Ongoing clashes between rival groups within the armed opposition intensified in Syria’s Aleppo province this past week following protests against the heavy-handed tactics of the al-Qaeda-affiliated Islamic State of Iraq and Syria (ISIS). Infighting among rebels could spell trouble for an opposition movement seemingly on the wane, but it could also present an opportunity. If the moderate-leaning rebel groups can sever their symbiotic relationship with their al-Qaeda affiliates for good, they stand to get significantly more support from Western backers wary of inadvertently assisting old enemies. But it won’t be easy — even as the rivals battle for turf in Aleppo province, they have united to inflict a resounding defeat on government forces elsewhere in the country.
For the past several months rebel groups aligned with ISIS in Aleppo province have spent nearly as much energy battling factions serving under the umbrella of the Western-leaning Free Syrian Army (FSA) as they have fighting the regime of Syrian President Bashar Assad. According to al-Quds al-Arabi, an Arabic-language newspaper published out of London, the media office of ISIS issued a statement on Sept. 12 saying it had launched a military campaign against FSA battalions in Aleppo province in response to a previous attack on the ISIS headquarters there. The most recent clashes, which took place in Bab, a district 25 km from the provincial capital, were sparked by an anti-ISIS rally. Enraged, members of the fundamentalist group shot into the crowd, injuring eight, says Abu Mohammad, an engineer who was at the scene.
Abu Mohammad, who spoke to TIME via Skype, estimates that over the past several months similar clashes have resulted in dozens of dead — and none of the victims were members of the Syrian government that the rebels are ostensibly seeking to overthrow. “People are fed up with their behavior. Anyone who disagrees with them is an infidel. Any moderate person is an infidel. Simply if you are not with them you are an infidel,” he says, asking to be identified only by his nickname, for his protection. The infidel accusation, according to ISIS’s draconian interpretation of Islamic law, can result in execution.
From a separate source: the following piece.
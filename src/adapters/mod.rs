//! Event-loop adapters implementing [`EventHooks`](crate::event::EventHooks).

mod mio_hooks;

pub use mio_hooks::MioHooks;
Abu Sohaib, an ISIS leader in the nearby town of Azaz, was not involved in the Bab conflict, but he defends the groups’ new campaign, telling TIME via Skype that ISIS is only fighting collaborators and war profiteers, not critics. He says most of the clashes started because members of the FSA were stealing money, humanitarian supplies and food aid destined for civilians. “People are fed up from the so-called FSA, because of their corruption and behavior. We launched the campaign to purify the revolution, and so far we have succeeded in eliminating most of those who profit from the revolution.”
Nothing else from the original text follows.